I just heard that Leonard Cohen has died. I’m usually not one for mourning celebrities, but Leonard was a big one for me. I’ve been listening to his music pretty obsessively since high school, when I’m Your Man was a big hit back in 1988.

It took me a while to get the point of his music, to be honest. The Toronto radio and music-TV programs really flogged I’m Your Man when it came out, and I couldn’t understand what was so special about the old guy with the lousy voice and the sparse, synth production style. But there was a girl (of course) that I liked at the time who loved Leonard, so hanging out with her in the art room meant listening to his music. She alternated between I’m Your Man and The Best of Leonard Cohen, which I found more accessible. Gradually I became a fan.

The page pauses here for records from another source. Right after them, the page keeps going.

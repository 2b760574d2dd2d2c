use core::fmt::Error;

use crate::*;

pub const MAX_TX_LEN: usize = 126;
pub const MAX_RX_LEN: usize = 127;
const FIFO_HIGH_WATER_MARK: u32 = 7;
pub struct BioI2C<'a> {
    pin_sda: u8,
    pin_scl: u8,
    irq_no: u8,
    bio_ss: &'a mut BioSharedState,
}
impl<'a> BioI2C<'a> {
    /// This is unsafe because it will clear all of the memory and state in the BIO.
    /// If a cooperative machine is required a new routine needs to be coded.
    ///
    /// The routine requires the user to specify an IRQ channel so it knows where to poll,
    /// but it does not install an interrupt handler.
    ///
    /// An interrupt-driven version of the routine would need to enable interrupts from e.g
    /// IRQARRAY18
    pub unsafe fn new_exclusive(
        bio_ss: &'a mut BioSharedState,
        sda: u8,
        scl: u8,
        irq_no: u8,
        hs: bool,
    ) -> Option<Self> {
        if sda > 31 || scl > 31 {
            return None;
        }
        if irq_no > 3 {
            return None;
        }
        // stop all the machines, so that code can be loaded
        bio_ss.bio.wo(utra::bio_bdma::SFR_CTRL, 0x0);
        let code = i2c_driver();
        print!("I2C code length: {} bytes\r", code.len());
        bio_ss.load_code(code, 0, BioCore::Core0);

        if hs {
            // 1600kHz clock -> 400kHz toggle rate = 0x1F4_0000 @ 800MHz rate FCLK
            bio_ss.bio.wo(utra::bio_bdma::SFR_QDIV0, 0x1F4_0000);
        } else {
            // 400kHz clock -> 100kHz toggle rate = 0x7D0_0000 @ 800MHz rate FCLK
            bio_ss.bio.wo(utra::bio_bdma::SFR_QDIV0, 0x7D0_0000);
        }

        // clear all events
        bio_ss.bio.wfo(utra::bio_bdma::SFR_EVENT_CLR_SFR_EVENT_CLR, 0xFFFF_FF);
        // reset all the fifos
        bio_ss.bio.wo(utra::bio_bdma::SFR_FIFO_CLR, 0xF);
        // start core 0
        bio_ss.bio.wo(utra::bio_bdma::SFR_CTRL, 0x111);
        // don't snap GPIO outputs
        bio_ss.bio.wo(utra::bio_bdma::SFR_CONFIG, 0);

        // configure interrupts
        // T/RX2 is the bank of interest for triggering interrupts
        bio_ss.bio.wfo(utra::bio_bdma::SFR_ELEVEL_FIFO_EVENT_LEVEL4, 1); // corresponds to T/RXF2
        bio_ss.bio.wfo(utra::bio_bdma::SFR_ETYPE_FIFO_EVENT_EQ_MASK, 0b00_01_00_00); // level4 mask EQ
        bio_ss.bio.rmwf(utra::bio_bdma::SFR_ETYPE_FIFO_EVENT_GT_MASK, 0b00_01_00_00); // level4 mask GT

        bio_ss.bio.wo(utra::bio_bdma::SFR_IRQMASK_0, 1 << (28 + irq_no) as u32);

        Some(BioI2C { pin_sda: sda, pin_scl: scl, irq_no, bio_ss })
    }

    /// This will block until the full transaction completes. On Xous, `do_yield` can be
    /// specified which causes the process to yield its quantum during the wait loop so that
    /// other processes can make progress.
    ///
    /// `dev_addr` is the 7-bit version of the target address (i.e. shifted without the r/w bit)
    ///
    /// Note that this can easily be made multi-bank/multi-I2C interface by simply making the SCL/SDA
    /// pin mappings an argument to this function. Every transaction can use a different GPIO mapping,
    /// so we could potentially have up to 16 free-from I2C units controlled with a single code block.
    pub fn txrx_blocking(
        &mut self,
        dev_addr: u8,
        tx: &[u8],
        rx: Option<&mut [u8]>,
        do_yield: bool,
    ) -> Result<(), Error> {
        // 1 is read, 0 is write
        if tx.len() > 0 {
            let wr_byte = (dev_addr << 1 | 0x0) as u8;
            let i2c_cmd = (self.pin_sda as u32) << 27
                | (self.pin_scl as u32) << 22
                | (tx.len() as u32 + 1).min(MAX_TX_LEN as u32) << 8
                | 0 << 15
                | wr_byte as u32;
            // start the Tx
            self.bio_ss.bio.wo(utra::bio_bdma::SFR_TXF0, i2c_cmd);
            // write the bytes to send
            for &data in tx.iter() {
                while self.bio_ss.bio.rf(utra::bio_bdma::SFR_FLEVEL_PCLK_REGFIFO_LEVEL1)
                    > FIFO_HIGH_WATER_MARK
                {
                    if do_yield {
                        #[cfg(feature = "std")]
                        xous::yield_slice();
                    }
                }
                self.bio_ss.bio.wfo(utra::bio_bdma::SFR_TXF1_FDIN, data as u32);
            }
            // wait for done
            while self.bio_ss.bio.r(utra::bio_bdma::SFR_EVENT_STATUS) & (1 << self.irq_no + 28) == 0 {
                if do_yield {
                    #[cfg(feature = "std")]
                    xous::yield_slice();
                }
            }
            let result_code = self.bio_ss.bio.r(utra::bio_bdma::SFR_RXF2);
            if result_code != (tx.len() as u32 + 1) {
                #[cfg(not(feature = "tests"))]
                return Err(Error);
            }
            #[cfg(feature = "tests")]
            {
                if result_code == (tx.len() as u32 + 1) {
                    print!("  Tx pass, Result code: {:x}\r", result_code);
                } else {
                    print!("  Tx fail, Result code: {:x}\r", result_code);
                }
            }
        }
        if let Some(rx) = rx {
            if rx.len() > 0 {
                let wr_byte = (dev_addr << 1 | 0x1) as u8;
                let i2c_cmd = (self.pin_sda as u32) << 27
                    | (self.pin_scl as u32) << 22
                    | 1 << 8
                    | (rx.len() as u32) << 15
                    | wr_byte as u32;
                // start the Rx
                self.bio_ss.bio.wo(utra::bio_bdma::SFR_TXF0, i2c_cmd);
                // read the data
                for data in rx.iter_mut() {
                    while self.bio_ss.bio.rf(utra::bio_bdma::SFR_FLEVEL_PCLK_REGFIFO_LEVEL1) == 0 {
                        if do_yield {
                            #[cfg(feature = "std")]
                            xous::yield_slice();
                        }
                    }
                    *data = self.bio_ss.bio.rf(utra::bio_bdma::SFR_RXF1_FDOUT) as u8;
                }
                // wait for the status code
                while self.bio_ss.bio.r(utra::bio_bdma::SFR_EVENT_STATUS) & (1 << self.irq_no + 28) == 0 {
                    if do_yield {
                        #[cfg(feature = "std")]
                        xous::yield_slice();
                    }
                }
                let result_code = self.bio_ss.bio.r(utra::bio_bdma::SFR_RXF2);
                // should be 1 NACK on rx
                if result_code != ((1 + rx.len() as u32 - 1) | 0x1_0000) {
                    #[cfg(not(feature = "tests"))]
                    return Err(Error);
                }
                #[cfg(feature = "tests")]
                {
                    if result_code == ((1 + rx.len() as u32 - 1) | 0x1_0000) {
                        print!("  Rx pass, Result code: {:x}\r", result_code);
                    } else {
                        print!("  Rx fail, Result code: {:x}\r", result_code);
                    }
                    print!("  Rx data: {:x?}\r", rx);
                }
            }
        }
        Ok(())
    }
}

// An I2C test that gives us coverage of GPIO direction control
// I2C is initiated by writing a 32-bit word to x16 (FIFO 0) that has the following format:
//    bit[0..1]   - r/w. R=1, W=0
//    bit[1..8]   - device address
//    bit[8..15]  - bytes to write (0-127); amount includes device addressing write
//    bit[15..22] - bytes to read (0-127)
//    bit[22..27] - I/O pin for SCL
//    bit[27..32] - I/O pin for SDA
//
// Outgoing data is written into x17; incoming data is read from x17 (FIFO 1)
//
// Host determines if I2C is done by IRQ & value appearing on x18 (FIFO 2) which contains ack/nack status
// Format is:
//    bit[0..9]   - # of words successfully written or (read - 1)
//    bit[16..25] - # of words NACK'd - if a read, the last word is always NACK so this should be 1
//
// Quantum is assumed to be 4x of final I2C clock rate
#[rustfmt::skip]
bio_code!(
    i2c_driver,
    I2C_DRIVER_START,
    I2C_DRIVER_END,
  "90:", // machine 0 code
    "mv x1, x16",        // x1 <- initiation command
    "andi x2, x1, 1",    // x2 <- r/w bit. write if 0.
    "andi x3, x1, 0xff", // x3 <- word to send: initially, device address with r/w bit in place
    "mv x9, x1",         // x9 <- writes to transfer
    "srli x9, x9, 8",
    "andi x9, x9, 0x7f",
    "mv x10, x1",        // x10 <- reads to transfer
    "srli x10, x10, 15",
    "andi x10, x10, 0x7f",
    "mv x15, x1",        // x15 <- SCL pin temp
    "srli x15, x15, 22",
    "andi x15, x15, 0x1f",
    "mv x14, x1",        // x14 <- SDA pin temp
    "srli x14, x14, 27",
    "andi x14, x14, 0x1f",
    "li x5, 1",          // setup GPIO masks
    "sll x5, x5, x15",   // x5 <- SCL bitmask
    "li x4, 1",
    "sll x4, x4, x14",   // x4 <- SDA bitmask
    // setup gpios
    "mv x20, x0",        // sync to clock stream
    "or x26, x4, x5",    // set GPIO mask
    "or x23, x4, x5",    // clear SCL/SDA pins to 0 for "output low"
    "or x25, x4, x5",    // SCL/SDA to inputs
    // setup done
    "mv x20, x0",        // sync to clock stream
    "li x7, 0",          // x7 <- ACK counter
    "li x8, 0",          // x8 <- NACK counter

    // main loop
  "26:",
    // START bit
    "mv x20, x0", // SCL HS
    "mv x24, x4",        // SDA <- 0 while SCL is high (start)
    "mv x20, x0", // SCL HS+1 -- extra time for repeated start hold, some devices require this
    "li x6, 8",          // x6 <- set loop counter = 8
    "mv x11, x0",        // x11 is read shift register; initialize with 0

  "23:",
    "mv x20, x0", // SCL L0
    "mv x24, x5",        // SCL <- 0
    "beq x9, x0, 30f",  // go to 30f if read cycle
    // write path
    "mv x20, x0", // SCL L1
    "andi x14, x3, 0x80",// x14 (temp) <- extract MSB for sending
    "slli x3, x3, 1",    // shift data for next iteration
    "beq x14, x0, 20f",  // 20f: send 0
    "mv x25, x4",        // not taken SDA <- 1
    "j 21f",             // go past send 0
  "20:",
    "mv x24, x4",        // taken SDA <- 0
  "21:",
    "mv x20, x0", // SCL H0
    "mv x25, x5",        // SCL <- 1
    "mv x20, x0", // SCL H1
    "addi x6, x6, -1",   // decrement bit counter
    "bne x6, x0, 23b",   // loop back if we haven't shifted all the bits

    // incoming ACK
    "mv x20, x0", // SCL L0
    "mv x24, x5",        // SCL <- 0
    "mv x20, x0", // SCL L1
    "mv x25, x4",        // SDA is input
    "mv x20, x0", // SCL H0
    "mv x25, x5",        // SCL <- 1
    "mv x13, x21",       // read GPIO pins
    "and x13, x4, x13",  // mask just SDA
    "beq x13, x0, 24f",  // if ack, go to 24f
    "addi x8, x8, 1",    //   NACK += 1
    "j 25f",
  "24:",
    "addi x7, x7, 1",    //   ACK += 1
    "j 25f",

    // read path
  "30:",
    "mv x25, x4",        // SDA is input
    "mv x20, x0", // SCL L1
    "mv x20, x0", // SCL H0
    "mv x25, x5",        // SCL <- 1
    "mv x20, x0", // SCL H1
    "mv x14, x21",       // x14 (temp) <- GPIO pins
    "and x14, x14, x4",  // mask just SDA
    "slli x11, x11, 1",  // x11 <<= x11
    "beq x14, x0, 40f",  // don't OR in a 1 if SDA is 0
    "ori x11, x11, 1",   //   x11 <- x11 | 1
  "40:",
    "addi x6, x6, -1",   // decrement bit counter
    "bne x6, x0, 23b",   // loop back if we haven't shifted all the bits
    "mv x17, x11",       // x17 <- read data

    // outgoing ACK or NACK
    "beq x10, x0, 28f",  // if last iteration, do NACK
    "mv x24, x4",        //    otherwise ACK by SDA as output
    "addi x7, x7, 1",    //   ACK += 1
    "j 29f",
  "28:",
    "mv x25, x4",        // SDA is input (SDA goes high; NACK)
    "addi x8, x8, 1",    //   NACK += 1
  "29:",
    "mv x20, x0", // SCL L0
    "mv x24, x5",        // SCL <- 0
    "mv x20, x0", // SCL L1
    "mv x20, x0", // SCL H0
    "mv x25, x5",        // SCL <- 1
    "j 25f",

    // loop prologue
  "25:",
    "mv x20, x0", // SCL H1
    "beq x9, x0, 60f",   // don't decrement past 0; go to read processing instead
    "addi x9, x9, -1",   // if not, decrement total writes to transfer
    "beq x9, x0, 60f",   // check if writes are exhausted, if so, go to read processing
    "mv x3, x17",        // x3 <- x17 fetch outgoing from FIFO. Transfer will halt here until byte is available.
    "j 26b",             // loop back to "DATA bits"
  "60:",
    "beq x10, x0, 50f",  // if x10 is already 0, go to STOP
    "addi x10, x10, -1", //    decrement x10 (bytes to read)
    "j 26b",             // loop back to "DATA bits"

    // STOP
  "50:",
    "mv x20, x0", // SCL L0
    "mv x24, x5",        // SCL <- 0
    "mv x24, x4",        // SDA <- 0
    "mv x20, x0", // SCL L1
    "mv x20, x0", // SCL H1
    "mv x25, x5",        // SCL is input (SCL -> 1)
    "mv x20, x0", // SCL H2
    "mv x25, x4",        // SDA is input (SDA -> 1)

    // REPORT
    "slli x8, x8, 16",   // shift NACK count into place
    "add x18, x7, x8",   // x18 <- send ACK + NACK
    "j 90b"             // wait for next command
 );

And not long after becoming a fan, I became a rather obsessive fan. I read and re-read The Favorite Game and Beautiful Losers. I bought every Leonard Cohen album I could find and listened to them all to death. I got all excited when his music turned up on movie soundtracks, like Pump Up the Volume and Natural Born Killers (or McCabe and Mrs. Miller). Finally, I crossed over to the dark side and learned to love Death of a Ladies’ Man. Even stranger—it became my favorite Leonard album.  And “Death of a Ladies’ Man” is still my favorite song (sadly, it doesn’t seem to be online anywhere).

I’m happy to say I was able to see him in concert twice over the years, once in 1993 in Philadelphia and again in 2009 in Barcelona. The Barcelona show was pretty amazing, as it was in a big arena with 15,000 people or so.


Some other favorite Leonard-related notes:

  • After the Philadelphia concert, I managed to briefly meet him behind the concert hall. There were a hundred people or so waiting for him by the exit, but he left the building through a different doorway, right where I was standing, so I got to shake his hand and exchange a couple of words before he was mobbed.
  • Oh, and at the Philadelphia concert, he spent most of the show hunched over the microphone, stiff and tired-looking, like he was a broken down old man. But as soon as the concert was over, he skipped off the stage, full of life. It was just an affectation. Funny, though.
  •  My friend Carter set up a Usenet discussion board for Leonard, way back in 1994-ish. Pre-World Wide Web! (Well, almost)
  • Hanging out in the old Norihaneun Saramdeul bar in Shinchon with a friend and his new girlfriend who were tripping hard on LSD.  The bar was empty that night and it had a surprising good Leonard collection, so we started listening to one Leonard song after another. When the owner played “Where Is My Gypsy Wife Tonight,” my friend and the girl started laughing uncontrollably.

“Hallelujah” can kiss my ass, though. Wow, did people crush the life out of that song. Anyhow, at least his last album was really good. It’s nice to know he went out on such a strong note.

People often talk about how depressing Leonard’s music is, but I never felt that way. His mix of longing, beauty, religion and the profane always delighted me, and his lyrics were endlessly fascinating and meaningful. I’m going to miss him.